▸ WORK ITEM
Your answer must be the lines of the entries below, exactly as written, from the first line through the line containing "credentials, used as-is".

▸ SUPPLIED MATERIAL
========================

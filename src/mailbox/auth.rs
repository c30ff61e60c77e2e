//! Google OAuth 2.0 access tokens for the Gmail API.
//!
//! Two modes:
//! - a pre-issued access token with no refresh credentials, used as-is
//! - an authorized-user refresh token, exchanged at `token_uri` and cached
//!   until shortly before it expires

use std::time::{Duration, Instant};

use secrecy::{ExposeSecret, SecretString};
use serde::Deserialize;
use tokio::sync::RwLock;
use tracing::{debug, warn};

use crate::error::{ConfigError, MailboxError};

pub const DEFAULT_TOKEN_URI: &str = "https://oauth2.googleapis.com/token";

/// Tokens are refreshed this long before their reported expiry.
const EXPIRY_MARGIN: Duration = Duration::from_secs(60);

/// OAuth credentials for one mailbox.
#[derive(Debug, Default)]
pub struct GoogleAuthConfig {
    pub client_id: Option<String>,
    pub client_secret: Option<SecretString>,
    pub refresh_token: Option<SecretString>,
    /// Pre-issued access token.
    pub access_token: Option<SecretString>,
    pub token_uri: Option<String>,
}

/// Authorized-user credentials file, as written by Google's OAuth tooling.
#[derive(Deserialize)]
struct AuthorizedUser {
    client_id: Option<String>,
    client_secret: Option<String>,
    refresh_token: Option<String>,
    token: Option<String>,
    token_uri: Option<String>,
}

impl GoogleAuthConfig {
    /// Load from `GMAIL_CREDENTIALS_JSON`, falling back to individual
    /// `GOOGLE_*` variables.
    pub fn from_env() -> Result<Self, ConfigError> {
        Self::from_vars(|key| std::env::var(key).ok())
    }

    pub fn from_vars(get: impl Fn(&str) -> Option<String>) -> Result<Self, ConfigError> {
        let config = match get("GMAIL_CREDENTIALS_JSON").filter(|s| !s.trim().is_empty()) {
            Some(json) => {
                let user: AuthorizedUser = serde_json::from_str(&json).map_err(|e| {
                    ConfigError::ParseError(format!("GMAIL_CREDENTIALS_JSON: {e}"))
                })?;
                Self {
                    client_id: user.client_id,
                    client_secret: user.client_secret.map(SecretString::from),
                    refresh_token: user.refresh_token.map(SecretString::from),
                    access_token: user.token.map(SecretString::from),
                    token_uri: user.token_uri,
                }
            }
            None => Self {
                client_id: get("GOOGLE_CLIENT_ID"),
                client_secret: get("GOOGLE_CLIENT_SECRET").map(SecretString::from),
                refresh_token: get("GOOGLE_REFRESH_TOKEN").map(SecretString::from),
                access_token: get("GOOGLE_ACCESS_TOKEN").map(SecretString::from),
                token_uri: get("GOOGLE_TOKEN_URI"),
            },
        };

        if !config.is_valid() {
            return Err(ConfigError::MissingEnvVar(
                "GMAIL_CREDENTIALS_JSON (or GOOGLE_ACCESS_TOKEN, or GOOGLE_CLIENT_ID + GOOGLE_CLIENT_SECRET + GOOGLE_REFRESH_TOKEN)".into(),
            ));
        }
        Ok(config)
    }

    fn can_refresh(&self) -> bool {
        self.client_id.is_some() && self.client_secret.is_some() && self.refresh_token.is_some()
    }

    pub fn is_valid(&self) -> bool {
        self.access_token.is_some() || self.can_refresh()
    }
}

#[derive(Debug)]
struct CachedToken {
    value: String,
    /// `None` for a pre-issued token with unknown lifetime.
    expires_at: Option<Instant>,
}

impl CachedToken {
    fn is_fresh(&self) -> bool {
        match self.expires_at {
            Some(at) => at > Instant::now() + EXPIRY_MARGIN,
            None => true,
        }
    }
}

#[derive(Deserialize)]
struct TokenResponse {
    access_token: String,
    #[serde(default)]
    expires_in: Option<u64>,
}

/// Access-token provider shared by every Gmail request.
#[derive(Debug)]
pub struct GoogleAuth {
    config: GoogleAuthConfig,
    http: reqwest::Client,
    cached: RwLock<Option<CachedToken>>,
}

impl GoogleAuth {
    pub fn new(config: GoogleAuthConfig, http: reqwest::Client) -> Self {
        // A pre-issued token is only trusted indefinitely when nothing can refresh it.
        let cached = match (&config.access_token, config.can_refresh()) {
            (Some(token), false) => Some(CachedToken {
                value: token.expose_secret().to_string(),
                expires_at: None,
            }),
            _ => None,
        };
        Self {
            config,
            http,
            cached: RwLock::new(cached),
        }
    }

    /// A valid access token, refreshing when the cached one is stale.
    pub async fn access_token(&self) -> Result<String, MailboxError> {
        if let Some(token) = self.cached.read().await.as_ref().filter(|t| t.is_fresh()) {
            return Ok(token.value.clone());
        }

        let mut cached = self.cached.write().await;
        if let Some(token) = cached.as_ref().filter(|t| t.is_fresh()) {
            return Ok(token.value.clone());
        }

        let token = self.refresh().await?;
        let value = token.value.clone();
        *cached = Some(token);
        Ok(value)
    }

    /// Drop the cached token so the next request refreshes it.
    pub async fn invalidate(&self) {
        if self.config.can_refresh() {
            *self.cached.write().await = None;
        } else {
            warn!("Gmail rejected the configured access token and no refresh credentials are set");
        }
    }

    async fn refresh(&self) -> Result<CachedToken, MailboxError> {
        let (Some(client_id), Some(client_secret), Some(refresh_token)) = (
            &self.config.client_id,
            &self.config.client_secret,
            &self.config.refresh_token,
        ) else {
            return Err(MailboxError::AuthFailed {
                reason: "no refresh credentials configured".into(),
            });
        };

        let token_uri = self
            .config
            .token_uri
            .as_deref()
            .unwrap_or(DEFAULT_TOKEN_URI);
        debug!(token_uri, "Refreshing Google access token");

        let response = self
            .http
            .post(token_uri)
            .form(&[
                ("grant_type", "refresh_token"),
                ("client_id", client_id.as_str()),
                ("client_secret", client_secret.expose_secret()),
                ("refresh_token", refresh_token.expose_secret()),
            ])
            .send()
            .await
            .map_err(|e| MailboxError::RequestFailed {
                reason: format!("token refresh: {e}"),
            })?;

        let status = response.status();
        if !status.is_success() {
            let body = response.text().await.unwrap_or_default();
            return Err(MailboxError::AuthFailed {
                reason: format!("token refresh returned {status}: {body}"),
            });
        }

        let parsed: TokenResponse = response.json().await.map_err(|e| MailboxError::InvalidResponse {
            reason: format!("token refresh: {e}"),
        })?;
        let lifetime = Duration::from_secs(parsed.expires_in.unwrap_or(3600));

        Ok(CachedToken {
            value: parsed.access_token,
            expires_at: Some(Instant::now() + lifetime),
        })
    }
}

#[cfg(test)]
mod tests {
    use super::*;
    use std::collections::HashMap;
    use wiremock::matchers::{body_string_contains, method, path};
    use wiremock::{Mock, MockServer, ResponseTemplate};

    fn vars(pairs: &[(&str, &str)]) -> impl Fn(&str) -> Option<String> {
        let map: HashMap<String, String> = pairs
            .iter()
            .map(|(k, v)| (k.to_string(), v.to_string()))
            .collect();
        move |key| map.get(key).cloned()
    }

    fn refresh_config(token_uri: String) -> GoogleAuthConfig {
        GoogleAuthConfig {
            client_id: Some("client".into()),
            client_secret: Some(SecretString::from("secret")),
            refresh_token: Some(SecretString::from("refresh")),
            access_token: None,
            token_uri: Some(token_uri),
        }
    }

    #[test]
    fn credentials_json_is_preferred() {
        let json = r#"{"client_id": "cid", "client_secret": "cs", "refresh_token": "rt",
                      "token": "stale", "token_uri": "https://example.com/token"}"#;
        let config = GoogleAuthConfig::from_vars(vars(&[
            ("GMAIL_CREDENTIALS_JSON", json),
            ("GOOGLE_CLIENT_ID", "ignored"),
        ]))
        .unwrap();
        assert_eq!(config.client_id.as_deref(), Some("cid"));
        assert_eq!(config.token_uri.as_deref(), Some("https://example.com/token"));
        assert!(config.can_refresh());
    }

    #[test]
    fn individual_vars_are_accepted() {
        let config = GoogleAuthConfig::from_vars(vars(&[("GOOGLE_ACCESS_TOKEN", "tok")])).unwrap();
        assert!(config.is_valid());
        assert!(!config.can_refresh());
    }

    #[test]
    fn missing_credentials_rejected() {
        let err = GoogleAuthConfig::from_vars(vars(&[("GOOGLE_CLIENT_ID", "cid")])).unwrap_err();
        assert!(matches!(err, ConfigError::MissingEnvVar(_)));
    }

    #[test]
    fn malformed_credentials_json_rejected() {
        let err =
            GoogleAuthConfig::from_vars(vars(&[("GMAIL_CREDENTIALS_JSON", "{oops")])).unwrap_err();
        assert!(matches!(err, ConfigError::ParseError(_)));
    }

    #[tokio::test]
    async fn static_token_used_without_network() {
        let config = GoogleAuthConfig {
            access_token: Some(SecretString::from("static-token")),
            ..Default::default()
        };
        let auth = GoogleAuth::new(config, reqwest::Client::new());
        assert_eq!(auth.access_token().await.unwrap(), "static-token");
    }

    #[tokio::test]
    async fn refresh_grant_is_cached() {
        let server = MockServer::start().await;
        Mock::given(method("POST"))
            .and(path("/token"))
            .and(body_string_contains("grant_type=refresh_token"))
            .and(body_string_contains("refresh_token=refresh"))
            .respond_with(ResponseTemplate::new(200).set_body_json(serde_json::json!({
                "access_token": "fresh-token",
                "expires_in": 3599,
                "token_type": "Bearer"
            })))
            .expect(1)
            .mount(&server)
            .await;

        let auth = GoogleAuth::new(
            refresh_config(format!("{}/token", server.uri())),
            reqwest::Client::new(),
        );
        assert_eq!(auth.access_token().await.unwrap(), "fresh-token");
        assert_eq!(auth.access_token().await.unwrap(), "fresh-token");
    }

    #[tokio::test]
    async fn invalidate_forces_refresh() {
        let server = MockServer::start().await;
        Mock::given(method("POST"))
            .and(path("/token"))
            .respond_with(ResponseTemplate::new(200).set_body_json(serde_json::json!({
                "access_token": "fresh-token",
                "expires_in": 3599
            })))
            .expect(2)
            .mount(&server)
            .await;

        let auth = GoogleAuth::new(
            refresh_config(format!("{}/token", server.uri())),
            reqwest::Client::new(),
        );
        auth.access_token().await.unwrap();
        auth.invalidate().await;
        auth.access_token().await.unwrap();
    }

    #[tokio::test]
    async fn rejected_grant_is_auth_failure() {
        let server = MockServer::start().await;
        Mock::given(method("POST"))
            .and(path("/token"))
            .respond_with(ResponseTemplate::new(400).set_body_string("invalid_grant"))
            .mount(&server)
            .await;

        let auth = GoogleAuth::new(
            refresh_config(format!("{}/token", server.uri())),
            reqwest::Client::new(),
        );
        let err = auth.access_token().await.unwrap_err();
        assert!(matches!(err, MailboxError::AuthFailed { .. }));
    }
}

========================

▸ FINISHED TASK
filename src/mailbox/auth.rs
repository c30ff61e60c77e2e
//! Google OAuth 2.0 access tokens for the Gmail API.
//!
//! Two modes:
//! - a pre-issued access token with no refresh credentials, used as-is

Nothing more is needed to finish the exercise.